Exercise brief :: Give an exact copy of the lines from the beginning of the listing below to the "pub mod link_sdk;" line, inclusive.

Data provided ::
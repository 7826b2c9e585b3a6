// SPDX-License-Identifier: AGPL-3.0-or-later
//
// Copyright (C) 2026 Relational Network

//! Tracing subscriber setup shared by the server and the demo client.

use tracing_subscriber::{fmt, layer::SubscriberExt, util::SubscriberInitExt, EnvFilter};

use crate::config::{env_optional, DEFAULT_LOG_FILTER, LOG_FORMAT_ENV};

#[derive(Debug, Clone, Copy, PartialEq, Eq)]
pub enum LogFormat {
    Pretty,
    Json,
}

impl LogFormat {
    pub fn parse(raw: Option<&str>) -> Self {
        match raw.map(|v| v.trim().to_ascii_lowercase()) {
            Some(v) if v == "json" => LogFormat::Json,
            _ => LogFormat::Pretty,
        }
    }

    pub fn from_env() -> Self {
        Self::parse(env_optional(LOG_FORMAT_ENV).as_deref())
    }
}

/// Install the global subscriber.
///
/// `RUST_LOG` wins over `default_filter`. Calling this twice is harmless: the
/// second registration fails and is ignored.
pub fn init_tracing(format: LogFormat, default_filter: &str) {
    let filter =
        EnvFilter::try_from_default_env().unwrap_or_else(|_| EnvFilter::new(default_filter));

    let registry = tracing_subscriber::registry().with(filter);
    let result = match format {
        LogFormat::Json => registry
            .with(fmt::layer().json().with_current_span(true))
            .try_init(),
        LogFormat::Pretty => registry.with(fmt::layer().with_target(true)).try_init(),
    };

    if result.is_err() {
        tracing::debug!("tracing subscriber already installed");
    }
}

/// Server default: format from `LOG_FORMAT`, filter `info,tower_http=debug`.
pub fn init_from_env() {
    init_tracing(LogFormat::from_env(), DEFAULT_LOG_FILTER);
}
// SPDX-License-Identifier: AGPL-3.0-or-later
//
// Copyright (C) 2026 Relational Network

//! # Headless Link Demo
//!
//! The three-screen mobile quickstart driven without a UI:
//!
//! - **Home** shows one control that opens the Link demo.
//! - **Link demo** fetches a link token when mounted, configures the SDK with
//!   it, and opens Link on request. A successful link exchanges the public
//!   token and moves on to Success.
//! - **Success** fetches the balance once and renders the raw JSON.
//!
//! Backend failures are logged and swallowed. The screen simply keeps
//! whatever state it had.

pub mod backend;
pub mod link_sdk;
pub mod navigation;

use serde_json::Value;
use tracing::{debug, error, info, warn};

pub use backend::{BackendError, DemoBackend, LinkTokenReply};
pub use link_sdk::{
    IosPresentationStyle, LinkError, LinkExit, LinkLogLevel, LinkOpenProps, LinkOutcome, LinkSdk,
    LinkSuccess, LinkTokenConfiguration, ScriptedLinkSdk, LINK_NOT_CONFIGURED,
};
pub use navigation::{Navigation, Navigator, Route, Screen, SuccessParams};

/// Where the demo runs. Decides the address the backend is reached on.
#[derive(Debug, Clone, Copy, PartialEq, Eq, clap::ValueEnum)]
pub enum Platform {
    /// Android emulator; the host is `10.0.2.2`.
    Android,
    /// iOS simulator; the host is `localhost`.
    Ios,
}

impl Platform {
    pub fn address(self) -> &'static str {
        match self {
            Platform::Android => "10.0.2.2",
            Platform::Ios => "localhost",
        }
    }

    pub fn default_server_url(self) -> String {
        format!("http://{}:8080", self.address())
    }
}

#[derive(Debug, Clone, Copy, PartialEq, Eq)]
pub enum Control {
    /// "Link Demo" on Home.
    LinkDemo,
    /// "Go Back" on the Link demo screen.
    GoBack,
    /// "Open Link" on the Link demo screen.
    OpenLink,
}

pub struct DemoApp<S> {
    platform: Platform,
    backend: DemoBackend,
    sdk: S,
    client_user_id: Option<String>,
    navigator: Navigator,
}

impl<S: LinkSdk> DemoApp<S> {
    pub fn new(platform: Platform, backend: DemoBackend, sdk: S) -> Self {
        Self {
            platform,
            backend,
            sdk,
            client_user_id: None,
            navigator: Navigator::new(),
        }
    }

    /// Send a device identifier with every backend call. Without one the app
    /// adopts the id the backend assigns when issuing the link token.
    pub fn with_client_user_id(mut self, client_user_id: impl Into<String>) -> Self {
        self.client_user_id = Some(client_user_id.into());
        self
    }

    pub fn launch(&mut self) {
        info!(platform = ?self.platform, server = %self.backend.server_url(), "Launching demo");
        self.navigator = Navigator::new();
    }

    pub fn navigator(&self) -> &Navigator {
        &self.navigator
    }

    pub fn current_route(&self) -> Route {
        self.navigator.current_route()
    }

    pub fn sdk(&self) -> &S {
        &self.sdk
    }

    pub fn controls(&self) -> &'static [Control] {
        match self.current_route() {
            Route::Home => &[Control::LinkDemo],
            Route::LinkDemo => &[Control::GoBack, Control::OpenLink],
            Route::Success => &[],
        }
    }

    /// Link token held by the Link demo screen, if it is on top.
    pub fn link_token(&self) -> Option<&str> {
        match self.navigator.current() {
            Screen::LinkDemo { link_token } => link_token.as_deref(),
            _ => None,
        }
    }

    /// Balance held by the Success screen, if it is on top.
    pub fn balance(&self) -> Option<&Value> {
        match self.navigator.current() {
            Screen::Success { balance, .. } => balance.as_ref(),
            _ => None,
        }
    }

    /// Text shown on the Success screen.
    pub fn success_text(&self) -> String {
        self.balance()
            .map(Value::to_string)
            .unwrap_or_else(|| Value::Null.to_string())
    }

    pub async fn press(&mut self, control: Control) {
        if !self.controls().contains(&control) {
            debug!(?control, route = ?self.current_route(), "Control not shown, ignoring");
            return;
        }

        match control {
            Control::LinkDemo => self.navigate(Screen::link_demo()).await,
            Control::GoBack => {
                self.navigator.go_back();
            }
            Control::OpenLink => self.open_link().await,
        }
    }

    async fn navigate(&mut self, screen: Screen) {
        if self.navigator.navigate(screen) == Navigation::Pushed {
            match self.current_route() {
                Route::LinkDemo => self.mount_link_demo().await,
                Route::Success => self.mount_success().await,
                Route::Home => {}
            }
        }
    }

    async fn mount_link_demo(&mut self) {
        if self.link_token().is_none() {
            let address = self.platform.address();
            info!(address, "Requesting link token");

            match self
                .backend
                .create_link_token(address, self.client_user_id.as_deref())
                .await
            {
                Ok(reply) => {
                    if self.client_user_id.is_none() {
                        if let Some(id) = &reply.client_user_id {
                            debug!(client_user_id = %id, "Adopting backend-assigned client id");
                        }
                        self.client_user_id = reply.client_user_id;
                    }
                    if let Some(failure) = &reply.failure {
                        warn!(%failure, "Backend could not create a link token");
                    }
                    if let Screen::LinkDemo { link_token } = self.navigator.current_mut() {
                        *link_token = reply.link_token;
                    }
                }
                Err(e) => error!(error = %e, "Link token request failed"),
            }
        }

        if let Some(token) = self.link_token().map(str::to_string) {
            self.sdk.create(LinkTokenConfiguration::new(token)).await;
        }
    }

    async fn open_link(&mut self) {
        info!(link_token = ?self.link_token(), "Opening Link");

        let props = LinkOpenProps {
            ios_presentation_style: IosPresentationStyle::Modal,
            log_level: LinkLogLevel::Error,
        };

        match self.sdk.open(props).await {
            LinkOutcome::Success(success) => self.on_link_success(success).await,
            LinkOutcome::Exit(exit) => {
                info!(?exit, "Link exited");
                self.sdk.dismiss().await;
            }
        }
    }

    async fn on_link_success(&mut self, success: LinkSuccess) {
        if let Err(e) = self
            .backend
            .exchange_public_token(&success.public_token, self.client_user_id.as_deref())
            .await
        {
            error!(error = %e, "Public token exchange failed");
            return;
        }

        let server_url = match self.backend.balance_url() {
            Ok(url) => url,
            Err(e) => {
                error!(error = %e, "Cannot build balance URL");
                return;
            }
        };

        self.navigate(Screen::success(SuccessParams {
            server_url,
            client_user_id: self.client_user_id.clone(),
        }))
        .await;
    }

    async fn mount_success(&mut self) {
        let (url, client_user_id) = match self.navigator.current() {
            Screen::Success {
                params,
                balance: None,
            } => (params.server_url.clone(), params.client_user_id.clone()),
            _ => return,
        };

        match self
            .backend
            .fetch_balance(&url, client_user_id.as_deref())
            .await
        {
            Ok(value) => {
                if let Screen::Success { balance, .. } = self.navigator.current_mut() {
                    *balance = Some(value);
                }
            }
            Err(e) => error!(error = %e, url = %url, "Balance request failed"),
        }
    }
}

Answer box ::
repository 7826b2c9e585b3a6
// SPDX-License-Identifier: AGPL-3.0-or-later
//
// Copyright (C) 2026 Relational Network

//! Tracing subscriber setup shared by the server and the demo client.

use tracing_subscriber::{fmt, layer::SubscriberExt, util::SubscriberInitExt, EnvFilter};

use crate::config::{env_optional, DEFAULT_LOG_FILTER, LOG_FORMAT_ENV};

#[derive(Debug, Clone, Copy, PartialEq, Eq)]
pub enum LogFormat {
    Pretty,
    Json,
}

impl LogFormat {
    pub fn parse(raw: Option<&str>) -> Self {
        match raw.map(|v| v.trim().to_ascii_lowercase()) {
            Some(v) if v == "json" => LogFormat::Json,
            _ => LogFormat::Pretty,
        }
    }

    pub fn from_env() -> Self {
        Self::parse(env_optional(LOG_FORMAT_ENV).as_deref())
    }
}

/// Install the global subscriber.
///
/// `RUST_LOG` wins over `default_filter`. Calling this twice is harmless: the
/// second registration fails and is ignored.
pub fn init_tracing(format: LogFormat, default_filter: &str) {
    let filter =
        EnvFilter::try_from_default_env().unwrap_or_else(|_| EnvFilter::new(default_filter));

    let registry = tracing_subscriber::registry().with(filter);
    let result = match format {
        LogFormat::Json => registry
            .with(fmt::layer().json().with_current_span(true))
            .try_init(),
        LogFormat::Pretty => registry.with(fmt::layer().with_target(true)).try_init(),
    };

    if result.is_err() {
        tracing::debug!("tracing subscriber already installed");
    }
}

/// Server default: format from `LOG_FORMAT`, filter `info,tower_http=debug`.
pub fn init_from_env() {
    init_tracing(LogFormat::from_env(), DEFAULT_LOG_FILTER);
}
// SPDX-License-Identifier: AGPL-3.0-or-later
//
// Copyright (C) 2026 Relational Network

//! # Headless Link Demo
//!
//! The three-screen mobile quickstart driven without a UI:
//!
//! - **Home** shows one control that opens the Link demo.
//! - **Link demo** fetches a link token when mounted, configures the SDK with
//!   it, and opens Link on request. A successful link exchanges the public
//!   token and moves on to Success.
//! - **Success** fetches the balance once and renders the raw JSON.
//!
//! Backend failures are logged and swallowed. The screen simply keeps
//! whatever state it had.

pub mod backend;
pub mod link_sdk;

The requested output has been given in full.